Exhibit 5.1
[ROPES & GRAY LLP Letterhead]
September 25, 2009
BioForm Medical Inc.
1875 South Grant Street, Suite 200
San Mateo, California 94402
Ladies and Gentlemen:
This opinion is furnished to you in connection with a Registration Statement on Form S-8 (the “Registration Statement”), filed on or about the date hereof with the Securities and Exchange Commission under the Securities Act of 1933, as amended, for the registration of 4,052,194 shares of BioForm common stock, $0.01 par value (the “Shares”), of BioForm Medical Inc., a Delaware corporation (the “Company”). The Shares are issuable under the Company’s 2007 Equity Incentive Plan (the “Plan”).
We are familiar with the actions taken by the Company in connection with the proposed issuance of the Shares. For purposes of our opinion, we have examined and relied upon such documents, records, certificates, and other instruments as we have deemed necessary. The opinions expressed below are limited to the Delaware General Corporation Law, including the applicable provisions of the Delaware Constitution and the reported cases interpreting those laws.

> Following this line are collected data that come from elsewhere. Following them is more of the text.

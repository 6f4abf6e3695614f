//! The `GameStore` trait.
//!
//! The trait is implemented by storage backends (e.g. `reacher-store-sqlite`).
//! Every core operation receives a store handle explicitly; nothing in this
//! crate holds a global client. Randomness never lives in the store: the
//! catalog exposes counts and offsets and the caller's RNG does the choosing.

use std::future::Future;

use crate::{
  city::{City, CityOption},
  id::{CityId, InviteId, SessionId},
  invite::{InviteOutcome, InviteView, Profile},
  session::Session,
};

/// Abstraction over a Reacher storage backend.
///
/// All methods return `Send` futures so the trait can be used in
/// multi-threaded async runtimes (e.g. tokio with `axum`).
pub trait GameStore: Send + Sync {
  type Error: std::error::Error + Send + Sync + 'static;

  // ── City catalog ──────────────────────────────────────────────────────

  /// Number of cities in the catalog.
  fn count_cities(&self) -> impl Future<Output = Result<usize, Self::Error>> + Send + '_;

  /// The city at `offset` in a stable ordering (by id). `None` past the end.
  fn city_at(
    &self,
    offset: usize,
  ) -> impl Future<Output = Result<Option<City>, Self::Error>> + Send + '_;

  /// Retrieve a city by id. Returns `None` if not found.
  fn get_city(
    &self,
    id: CityId,
  ) -> impl Future<Output = Result<Option<City>, Self::Error>> + Send + '_;

  /// Every city except `id`, as answer options. Read as one snapshot so the
  /// result never contains duplicates.
  fn cities_excluding(
    &self,
    id: CityId,
  ) -> impl Future<Output = Result<Vec<CityOption>, Self::Error>> + Send + '_;

  // ── Sessions ──────────────────────────────────────────────────────────

  /// Create and persist an active session holding `initial_points`.
  fn create_session(
    &self,
    initial_points: i64,
  ) -> impl Future<Output = Result<Session, Self::Error>> + Send + '_;

  /// Retrieve a session by id. Returns `None` if not found.
  fn get_session(
    &self,
    id: SessionId,
  ) -> impl Future<Output = Result<Option<Session>, Self::Error>> + Send + '_;

  /// Atomically set `points = max(floor, points + delta)` and return the new
  /// balance. Returns `None` if the session does not exist.
  ///
  /// Implementations must apply the read-modify-write as one indivisible
  /// step: concurrent adjustments of the same session may not lose updates.
  fn adjust_points(
    &self,
    id: SessionId,
    delta: i64,
    floor: i64,
  ) -> impl Future<Output = Result<Option<i64>, Self::Error>> + Send + '_;

  // ── Invites ───────────────────────────────────────────────────────────

  /// Assign `profile` to a session that has no username yet and record a new
  /// invite for it, all in one transaction. Rejections are reported through
  /// [`InviteOutcome`], not through `Self::Error`.
  fn create_invite(
    &self,
    session_id: SessionId,
    profile: Profile,
  ) -> impl Future<Output = Result<InviteOutcome, Self::Error>> + Send + '_;

  /// Retrieve an invite together with the current state of its session.
  fn get_invite(
    &self,
    id: InviteId,
  ) -> impl Future<Output = Result<Option<InviteView>, Self::Error>> + Send + '_;
}
//! API error type and [`axum::response::IntoResponse`] implementation.

use axum::{
  Json,
  extract::rejection::JsonRejection,
  http::StatusCode,
  response::{IntoResponse, Response},
};
use reacher_core::ErrorKind;
use serde_json::json;
use thiserror::Error;

/// Shown in place of the real message for every 5xx response.
pub const GENERIC_FAILURE: &str = "Something went wrong";

/// An error returned by an API handler.
#[derive(Debug, Error)]
pub enum ApiError {
  #[error(transparent)]
  Core(#[from] reacher_core::Error),

  #[error("missing session-id header")]
  MissingSession,

  #[error("Malformed body passed: {0}")]
  MalformedBody(String),

  #[error("no route for this path")]
  UnknownRoute,

  #[error("too many requests, please try again later")]
  RateLimited,
}

impl From<JsonRejection> for ApiError {
  fn from(rejection: JsonRejection) -> Self { Self::MalformedBody(rejection.body_text()) }
}

impl ApiError {
  pub fn status(&self) -> StatusCode {
    match self {
      ApiError::Core(e) => match e.kind() {
        ErrorKind::ClientError => StatusCode::BAD_REQUEST,
        ErrorKind::NotFound => StatusCode::NOT_FOUND,
        ErrorKind::Forbidden => StatusCode::FORBIDDEN,
        ErrorKind::Conflict => StatusCode::CONFLICT,
        ErrorKind::Internal => StatusCode::INTERNAL_SERVER_ERROR,
      },
      ApiError::MissingSession | ApiError::MalformedBody(_) => StatusCode::BAD_REQUEST,
      ApiError::UnknownRoute => StatusCode::NOT_FOUND,
      ApiError::RateLimited => StatusCode::TOO_MANY_REQUESTS,
    }
  }
}

impl IntoResponse for ApiError {
  fn into_response(self) -> Response {
    let status = self.status();
    let message = if status.is_server_error() {
      tracing::error!(error = %self, "request failed");
      GENERIC_FAILURE.to_owned()
    } else {
      tracing::debug!(error = %self, %status, "request rejected");
      self.to_string()
    };
    (status, Json(json!({ "success": false, "message": message }))).into_response()
  }
}

#[cfg(test)]
mod tests {
  use reacher_core::id::SessionId;

  use super::*;

  #[test]
  fn core_errors_map_by_kind() {
    let inactive = ApiError::from(reacher_core::Error::SessionInactive(SessionId::generate()));
    assert_eq!(inactive.status(), StatusCode::FORBIDDEN);

    let taken = ApiError::from(reacher_core::Error::UsernameTaken("ada".into()));
    assert_eq!(taken.status(), StatusCode::CONFLICT);

    let broken = ApiError::from(reacher_core::Error::DataIntegrity("no clues".into()));
    assert_eq!(broken.status(), StatusCode::INTERNAL_SERVER_ERROR);

    assert_eq!(ApiError::RateLimited.status(), StatusCode::TOO_MANY_REQUESTS);
  }

  #[tokio::test]
  async fn internal_detail_is_not_rendered() {
    let err = ApiError::from(reacher_core::Error::DataIntegrity("secret detail".into()));
    let resp = err.into_response();
    assert_eq!(resp.status(), StatusCode::INTERNAL_SERVER_ERROR);

    let bytes = axum::body::to_bytes(resp.into_body(), usize::MAX).await.unwrap();
    let body: serde_json::Value = serde_json::from_slice(&bytes).unwrap();
    assert_eq!(body, json!({ "success": false, "message": GENERIC_FAILURE }));
  }
}
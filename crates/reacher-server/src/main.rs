//! `reacher`, the trivia game backend.
//!
//! Reads `reacher.toml` (or the path given with `--config`) plus `REACHER_*`
//! environment overrides, opens the SQLite store, and serves the JSON API.
//!
//! # Usage
//!
//! ```text
//! reacher serve
//! reacher seed --dataset dataset/sample.json
//! reacher deactivate sess_01HZX3W8K5Q9T2V7B4N6M0C1DE
//! ```

use std::{net::SocketAddr, path::PathBuf};

use anyhow::Context as _;
use clap::{Parser, Subcommand};
use reacher_api::AppState;
use reacher_core::{city, id::SessionId};
use reacher_server::{ServerConfig, app, expand_tilde, load_config};
use reacher_store_sqlite::SqliteStore;
use tokio::net::TcpListener;
use tracing::level_filters::LevelFilter;
use tracing_subscriber::EnvFilter;

#[derive(Parser)]
#[command(author, version, about = "Reacher trivia backend")]
struct Cli {
  /// Path to the TOML configuration file.
  #[arg(short, long, default_value = "reacher.toml")]
  config: PathBuf,

  #[command(subcommand)]
  command: Option<Command>,
}

#[derive(Subcommand)]
enum Command {
  /// Serve the HTTP API (the default).
  Serve,
  /// Load a city dataset, inserting new cities and refreshing existing ones.
  Seed {
    /// JSON array of `{city, country, clues, fun_fact, trivia}` records.
    #[arg(long, value_name = "FILE")]
    dataset: PathBuf,
  },
  /// Allow a session to play again.
  Activate { session_id: String },
  /// Stop a session from playing.
  Deactivate { session_id: String },
}

#[tokio::main]
async fn main() -> anyhow::Result<()> {
  // Initialise tracing.
  tracing_subscriber::fmt()
    .with_env_filter(
      EnvFilter::builder()
        .with_default_directive(LevelFilter::INFO.into())
        .from_env_lossy(),
    )
    .init();

  let cli = Cli::parse();

  let cfg = load_config(&cli.config)
    .with_context(|| format!("failed to load configuration from {:?}", cli.config))?;

  let store_path = expand_tilde(&cfg.store_path);
  let store = SqliteStore::open(&store_path)
    .await
    .with_context(|| format!("failed to open store at {store_path:?}"))?;

  match cli.command.unwrap_or(Command::Serve) {
    Command::Serve => serve(store, cfg).await,
    Command::Seed { dataset } => seed(&store, dataset).await,
    Command::Activate { session_id } => set_active(&store, &session_id, true).await,
    Command::Deactivate { session_id } => set_active(&store, &session_id, false).await,
  }
}

async fn serve(store: SqliteStore, cfg: ServerConfig) -> anyhow::Result<()> {
  let state = AppState::new(store, cfg.game, cfg.share.clone());
  let app = app(state, &cfg);
  let address = format!("{}:{}", cfg.host, cfg.port);

  tracing::info!("Listening on http://{address}");
  tracing::info!("Health check available at http://{address}/health");
  let listener = TcpListener::bind(&address)
    .await
    .with_context(|| format!("failed to bind {address}"))?;

  axum::serve(listener, app.into_make_service_with_connect_info::<SocketAddr>())
    .with_graceful_shutdown(shutdown_signal())
    .await
    .context("server error")?;

  tracing::info!("server stopped");
  Ok(())
}

async fn seed(store: &SqliteStore, dataset: PathBuf) -> anyhow::Result<()> {
  let raw = tokio::fs::read_to_string(&dataset)
    .await
    .with_context(|| format!("failed to read dataset {dataset:?}"))?;
  let cities = city::parse_dataset(&raw)
    .with_context(|| format!("invalid dataset {dataset:?}"))?;

  tracing::info!(found = cities.len(), "seeding cities");
  let written = store.seed_cities(cities).await.context("failed to seed cities")?;
  tracing::info!(written, "seeding complete");
  Ok(())
}

async fn set_active(store: &SqliteStore, raw_id: &str, active: bool) -> anyhow::Result<()> {
  let session_id = SessionId::parse(raw_id)?;
  let found = store
    .set_session_active(&session_id, active)
    .await
    .context("failed to update session")?;

  anyhow::ensure!(found, "session {session_id} not found");
  tracing::info!(%session_id, active, "session updated");
  Ok(())
}

/// Resolve on SIGINT or SIGTERM so in-flight requests can finish.
async fn shutdown_signal() {
  let ctrl_c = async {
    if let Err(e) = tokio::signal::ctrl_c().await {
      tracing::error!(error = %e, "failed to listen for ctrl-c");
      std::future::pending::<()>().await;
    }
  };

  #[cfg(unix)]
  let terminate = async {
    match tokio::signal::unix::signal(tokio::signal::unix::SignalKind::terminate()) {
      Ok(mut signal) => {
        signal.recv().await;
      }
      Err(e) => {
        tracing::error!(error = %e, "failed to listen for SIGTERM");
        std::future::pending::<()>().await;
      }
    }
  };

  #[cfg(not(unix))]
  let terminate = std::future::pending::<()>();

  tokio::select! {
    () = ctrl_c => {},
    () = terminate => {},
  }

  tracing::info!("shutdown signal received, draining connections");
}
//! Core types, rules and game operations for the Reacher trivia backend.
//!
//! This crate is deliberately free of HTTP and database dependencies. Storage
//! is reached only through the [`store::GameStore`] trait, which every
//! operation receives as an explicit handle.

pub mod city;
pub mod clue;
pub mod error;
pub mod guess;
pub mod id;
pub mod invite;
pub mod rules;
pub mod sampling;
pub mod session;
pub mod store;

#[cfg(test)]
mod memory;

pub use error::{Error, ErrorKind, Result};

Based on the foregoing, we are of the opinion that the Shares have been duly authorized and, when the Shares have been issued and sold in accordance with the terms of the Plan, the Shares will be validly issued, fully paid, and nonassessable.
We hereby consent to the filing of this opinion as an exhibit to the Registration Statement. Our consent shall not be deemed an admission that we are experts whose consent is required under Section 7 of the Securities Act of 1933, as amended.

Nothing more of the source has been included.